Pacientes com sarampo estavam em uma sala onde se lia "isolamento", mas havia um buraco na porta que permitia que o ar fluísse facilmente para fora dali. Os corredores ecoavam com a tosse de pacientes com HIV, alguns dos quais sofrem complicações da tuberculose. 

Haverá cada vez menos médicos para tratá-los. 

"Uma grande parte de nossos recém-formados estudantes de medicina está deixando o país imediatamente. Eu diria que 90% deles", disse Oscar Noya, um médico que dirige o departamento de malária do hospital.

A crise dos transportes

Em uma tarde recente, Leon Avila, um segurança de 54 anos, esperava em um ponto de ônibus no sopé de uma colina em Guarenas, uma favela a 29 quilômetros a leste de Caracas. Para chegar a sua casa, no topo, ele normalmente pegava o ônibus do transporte público. Mas dos 25 ônibus que costumavam percorrer a rota há cinco anos, todos, com exceção de dois, estão fora de serviço por causa da falta de peças de reposição acessíveis.

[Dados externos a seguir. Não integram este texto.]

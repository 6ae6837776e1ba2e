// Copyright 2025 eraflo
//
// Licensed under the Apache License, Version 2.0 (the "License");
// you may not use this file except in compliance with the License.
// You may obtain a copy of the License at
//
//     http://www.apache.org/licenses/LICENSE-2.0
//
// Unless required by applicable law or agreed to in writing, software
// distributed under the License is distributed on an "AS IS" BASIS,
// WITHOUT WARRANTIES OR CONDITIONS OF ANY KIND, either express or implied.
// See the License for the specific language governing permissions and
// limitations under the License.

//! # Ember Lanes
//!
//! Hot-path crate of the ember render back end. It turns the sorted surface
//! list handed over by front-end culling into as few GPU draw calls as
//! possible: surface batching, the pass drivers that walk the list, the
//! shadow map scheduler and the debug primitive buffer.

#![warn(missing_docs)]

pub mod render_lane;

pub use render_lane::{BackEnd, BackEndContext, Batch, FlushKind};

Na Venezuela, atualmente, um único pneu pode custar 100 vezes o que um motorista ganha em um mês. Mesmo os dois ônibus atualmente em funcionamento estão sofrendo com problemas - tão freqüentes que os moradores foram forçados a entrar em um tipo relativamente novo de transporte: caminhões de carga, cujos motoristas cobram uma tarifa. "Viajar como carga agora é o nosso dia-a-dia", disse Avila.

Em Caracas, 70% dos 18 mil ônibus da cidade não estão operando. Os demais trabalham apenas intermitentemente, segundo contou Hugo Ocando, líder do sindicato dos transportes. Entre 10 e 15% da frota saiu de circulação este ano.

Depois que um caminhão de carga de tamanho médio parou no ponto de ônibus onde Avila estava esperando, ele se amontoou na carroceria já lotada. "Pare de embarcar pessoas! Estamos ficando asfixiados!", alguém gritou. "Isto é um galinheiro!" gritou outro. Em instantes, mais de 30 pessoas estavam amontoadas, segurando cordas para não cair. Grande parte do interior da cabine estava escura. Não havia janelas, com a única luz e ar que passavam pelas portas traseiras abertas. "É como se fossemos animais", disse Avila.